* ABOUT THIS EXERCISE:
Only the lines of the data below from the one with "impl Default for" through the one with "type Err = ConfigError;" are wanted. Repeat them exactly.

(Saved entries)
_____
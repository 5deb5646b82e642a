// Gameplay tuning and its validation.

pub mod player;
pub mod projectile;

use crate::domain::clock::DEFAULT_MAX_DELTA;
use crate::domain::errors::{ConfigError, require_non_negative, require_positive};
use crate::domain::systems::bounds::WorldBounds;
use crate::domain::systems::collision::CollisionShape;
use player::PlayerTuning;
use projectile::ProjectileTuning;
use std::str::FromStr;

/// Everything a world needs to know before the first tick.
#[derive(Debug, Clone, Copy, PartialEq)]
pub struct SimTuning {
    pub player: PlayerTuning,
    pub projectile: ProjectileTuning,
    /// Clamp ceiling for a single tick's delta, in seconds.
    pub max_clock_delta: f32,
    pub collision_shape: CollisionShape,
    /// Optional clamp rectangle for actors; `None` leaves positions unbounded.
    pub bounds: Option<WorldBounds>,
}

impl Default for SimTuning {
    fn default() -> Self {
        Self {
            player: PlayerTuning::default(),
            projectile: ProjectileTuning::default(),
            max_clock_delta: DEFAULT_MAX_DELTA,
            collision_shape: CollisionShape::Circle,
            bounds: None,
        }
    }
}

impl SimTuning {
    /// Rejects any non-positive speed, range or delta instead of clamping it.
    pub fn validate(&self) -> Result<(), ConfigError> {
        require_positive("projectile_speed", self.projectile.speed)?;
        require_positive("projectile_max_range", self.projectile.max_range)?;
        require_non_negative("projectile_radius", self.projectile.radius)?;
        require_positive("actor_speed", self.player.speed)?;
        require_non_negative("actor_radius", self.player.radius)?;
        require_non_negative("fire_cooldown", self.player.fire_cooldown)?;
        require_positive("max_clock_delta", self.max_clock_delta)?;
        if let Some(bounds) = &self.bounds {
            bounds.validate()?;
        }
        Ok(())
    }
}

impl FromStr for CollisionShape {
    type Err = ConfigError;

    fn from_str(s: &str) -> Result<Self, Self::Err> {
        match s.trim().to_ascii_lowercase().as_str() {
            "circle" => Ok(Self::Circle),
            "box" => Ok(Self::Box),
            other => Err(ConfigError::UnknownCollisionShape(other.to_string())),
        }
    }
}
_____
* ANSWER BOX:
impl Default for SimTuning {
    fn default() -> Self {
        Self {
            player: PlayerTuning::default(),
            projectile: ProjectileTuning::default(),
            max_clock_delta: DEFAULT_MAX_DELTA,
            collision_shape: CollisionShape::Circle,
            bounds: None,
        }
    }
}

impl SimTuning {
    /// Rejects any non-positive speed, range or delta instead of clamping it.
    pub fn validate(&self) -> Result<(), ConfigError> {
        require_positive("projectile_speed", self.projectile.speed)?;
        require_positive("projectile_max_range", self.projectile.max_range)?;
        require_non_negative("projectile_radius", self.projectile.radius)?;
        require_positive("actor_speed", self.player.speed)?;
        require_non_negative("actor_radius", self.player.radius)?;
        require_non_negative("fire_cooldown", self.player.fire_cooldown)?;
        require_positive("max_clock_delta", self.max_clock_delta)?;
        if let Some(bounds) = &self.bounds {
            bounds.validate()?;
        }
        Ok(())
    }
}

impl FromStr for CollisionShape {
    type Err = ConfigError;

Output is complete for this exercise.